Hieronim Ryba, born as Antoni Ryba, OFMCap (12 May 1850 – 18 December 1927) was a Polish Capuchin friar, church builder, priest, and confessor. He died with a reputation for holiness, and his cult remains alive among the local population of Rozwadów, who consider him an unofficial patron of those taking exams.

== Biography ==
The son of farmers from Rzepiennik Suchy, he received his early education at the village school of Jan Trębecki and the parish school in Rzepiennik Biskupi. He attended secondary school in Tarnów and later in Rzeszów. He joined the Capuchin order in the Galician Province on 3 October 1871, in Sędziszów Małopolski. He took his simple vows in 1875 in Lviv. He began his studies in philosophy and theology in Kraków, where he studied at the Faculty of Theology of the Jagiellonian University between 1873 and 1876. He completed his studies in 1875 and was ordained a priest in that same year in Lviv. He made his religious vows on 29 November 1875, in Lviv.
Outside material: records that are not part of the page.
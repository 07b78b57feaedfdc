//! Review engine
//!
//! Owns the card set, the review state and the resolved surface for one
//! review session. Inputs are routed once, at most one action is applied, and
//! each applied action is followed by exactly one projection.

use std::sync::Arc;

use crate::log_debug;

use super::cards::CardSet;
use super::events::{FocusTarget, InputEvent, ReviewAction, Routed, route};
use super::render::{DisplayState, project};
use super::state::ReviewState;
use super::surface::Surface;
use super::{flip, navigation};

/// Result of dispatching one input
#[derive(Debug, Clone, PartialEq, Eq)]
pub struct Dispatch {
    /// How the input was classified
    pub routed: Routed,
    /// Whether a render pass ran
    pub rendered: bool,
}

/// One independent review session
#[derive(Debug, Clone)]
pub struct ReviewEngine {
    cards: Arc<CardSet>,
    surface: Surface,
    state: ReviewState,
    display: DisplayState,
    render_count: usize,
}

impl ReviewEngine {
    /// Start a session and perform the initial render.
    ///
    /// Returns `None` when the card panel, term or definition area is
    /// missing from `surface`; the engine never runs partially.
    pub fn new(cards: Arc<CardSet>, surface: Surface) -> Option<Self> {
        if !surface.is_complete() {
            log_debug!("Review surface incomplete, engine not started: {:?}", surface);
            return None;
        }

        let mut engine = Self {
            cards,
            surface,
            state: ReviewState::new(),
            display: DisplayState::default(),
            render_count: 0,
        };
        engine.render();
        Some(engine)
    }

    /// Route one input and apply the resulting action, if any
    pub fn dispatch(&mut self, focus: FocusTarget, event: InputEvent) -> Dispatch {
        let routed = route(&self.surface, focus, event);
        let rendered = match routed.action {
            Some(action) => {
                log_debug!("{:?} via {:?} -> {:?}", event, routed.channel, action);
                self.apply(action);
                true
            }
            None => false,
        };

        Dispatch { routed, rendered }
    }

    /// Apply an action and render the result
    pub fn apply(&mut self, action: ReviewAction) -> &DisplayState {
        self.state = match action {
            ReviewAction::Next => navigation::next(&self.cards, self.state),
            ReviewAction::Prev => navigation::prev(&self.cards, self.state),
            ReviewAction::Toggle => flip::toggle(self.state),
        };
        self.render();
        &self.display
    }

    pub fn next(&mut self) -> &DisplayState {
        self.apply(ReviewAction::Next)
    }

    pub fn prev(&mut self) -> &DisplayState {
        self.apply(ReviewAction::Prev)
    }

    /// Flip the current card, returning the new flipped value
    pub fn toggle(&mut self) -> bool {
        self.apply(ReviewAction::Toggle).flipped
    }

    fn render(&mut self) {
        self.display = project(&self.cards, &self.state);
        self.render_count += 1;
    }

    pub fn state(&self) -> ReviewState {
        self.state
    }

    pub fn display(&self) -> &DisplayState {
        &self.display
    }

    pub fn cards(&self) -> &CardSet {
        &self.cards
    }

    pub fn surface(&self) -> &Surface {
        &self.surface
    }

    /// Number of render passes so far, including the initial one
    pub fn render_count(&self) -> usize {
        self.render_count
    }
}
He worked in monasteries in Kraków, Sędziszów Małopolski, Krosno, Olesko, and Rozwadów. From the beginning of his ministry, he was known as a zealous pastor and confessor, as well as a lover of walking pilgrimages. Father Ryba served as novice master and guardian in Krosno, before being transferred to the Rozwadów convent, where he twice held the position of guardian. In 1894, together with the parish priest of Rozwadów, he began preparations for the construction of the parish church of Our Lady of Mount Carmel. On 16 July 1907, Fr. Hieronim consecrated the church and celebrated the first Mass there. He built a second church, dedicated to the Visitation of the Blessed Virgin Mary, in Wola Rzeczycka between 1911 and 1914. During World War I, this church was destroyed, but under Father Ryba's care, it was restored between 1918 and 1921. In 1923, together with Ignacy Chyła, he built the Chapel of Our Lady of the Rosary in Chyły – now a district of Stalowa Wola.
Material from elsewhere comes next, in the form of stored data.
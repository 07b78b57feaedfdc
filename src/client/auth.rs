//! Login and registration
//!
//! One form serves both modes. Switching modes keeps what was typed;
//! a successful registration switches back to login with the passwords
//! cleared.

use serde::Serialize;

use super::{ApiClient, ClientError, Submitted, ValidationError};
use crate::log_info;

const LOGIN_PATH: &str = "/api/login";
const REGISTER_PATH: &str = "/api/register";

/// Message shown after a successful registration
pub const REGISTERED_MESSAGE: &str = "Account created. Please log in.";

#[derive(Debug, Clone, Copy, PartialEq, Eq, Default)]
pub enum AuthMode {
    #[default]
    Login,
    Register,
}

/// Request body for both endpoints
#[derive(Debug, Clone, PartialEq, Eq, Serialize)]
pub struct Credentials {
    pub username: String,
    pub password: String,
}

/// Login/registration form state
#[derive(Debug, Clone, Default, PartialEq, Eq)]
pub struct AuthForm {
    pub mode: AuthMode,
    pub username: String,
    pub password: String,
    /// Password confirmation, only checked when registering
    pub password2: String,
}

/// What a successful submission did
#[derive(Debug, Clone, PartialEq, Eq)]
pub enum AuthOutcome {
    /// Logged in; the server's redirect target
    LoggedIn(Submitted),
    /// Account created; the form is back in login mode
    Registered,
}

impl AuthForm {
    pub fn login(username: impl Into<String>, password: impl Into<String>) -> Self {
        Self {
            mode: AuthMode::Login,
            username: username.into(),
            password: password.into(),
            password2: String::new(),
        }
    }

    pub fn register(
        username: impl Into<String>,
        password: impl Into<String>,
        password2: impl Into<String>,
    ) -> Self {
        Self {
            mode: AuthMode::Register,
            username: username.into(),
            password: password.into(),
            password2: password2.into(),
        }
    }

    /// Change mode, keeping the typed values
    pub fn switch_mode(&mut self, mode: AuthMode) {
        self.mode = mode;
    }

    fn clear_passwords(&mut self) {
        self.password.clear();
        self.password2.clear();
    }

    /// Check the form for the current mode
    pub fn validate(&self) -> Result<Credentials, ValidationError> {
        if self.username.trim().is_empty() {
            return Err(ValidationError::MissingUsername);
        }
        if self.password.is_empty() {
            return Err(ValidationError::MissingPassword);
        }

        if self.mode == AuthMode::Register {
            if self.password2.is_empty() {
                return Err(ValidationError::MissingConfirmation);
            }
            if self.password != self.password2 {
                return Err(ValidationError::PasswordMismatch);
            }
        }

        Ok(Credentials {
            username: self.username.clone(),
            password: self.password.clone(),
        })
    }
}

pub async fn login(client: &ApiClient, credentials: &Credentials) -> Result<Submitted, ClientError> {
    client
        .post_json(LOGIN_PATH, credentials, "Try again later.", |_| {
            "Login failed.".to_string()
        })
        .await
}

pub async fn register(
    client: &ApiClient,
    credentials: &Credentials,
) -> Result<Submitted, ClientError> {
    client
        .post_json(
            REGISTER_PATH,
            credentials,
            "Could not create account. Try again later.",
            |status| format!("Registration failed (status {status})"),
        )
        .await
}

/// Validate and submit the form in its current mode.
///
/// A login attempt always clears the password afterwards.
pub async fn submit(client: &ApiClient, form: &mut AuthForm) -> Result<AuthOutcome, ClientError> {
    let credentials = form.validate()?;

    match form.mode {
        AuthMode::Register => {
            register(client, &credentials).await?;
            log_info!("Registered account {}", credentials.username);
            form.switch_mode(AuthMode::Login);
            form.clear_passwords();
            Ok(AuthOutcome::Registered)
        }
        AuthMode::Login => {
            let result = login(client, &credentials).await;
            form.password.clear();
            let submitted = result?;
            log_info!("Logged in as {}", credentials.username);
            form.password2.clear();
            Ok(AuthOutcome::LoggedIn(submitted))
        }
    }
}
In the later years of his life, Father Hieronim Ryba focused on prayer and his duties as a confessor. He was widely cherished by the local community, especially the youth, for his kindness, gentleness, and compassionate nature. Father Hieronim died on 18 December 1927 in Rozwadów and was laid to rest in the Rozwadów Parish Cemetery (grave location: F/J/4). To this day, young people hold his memory in high regard, frequently visiting his grave to pray for success in exams and other significant life challenges.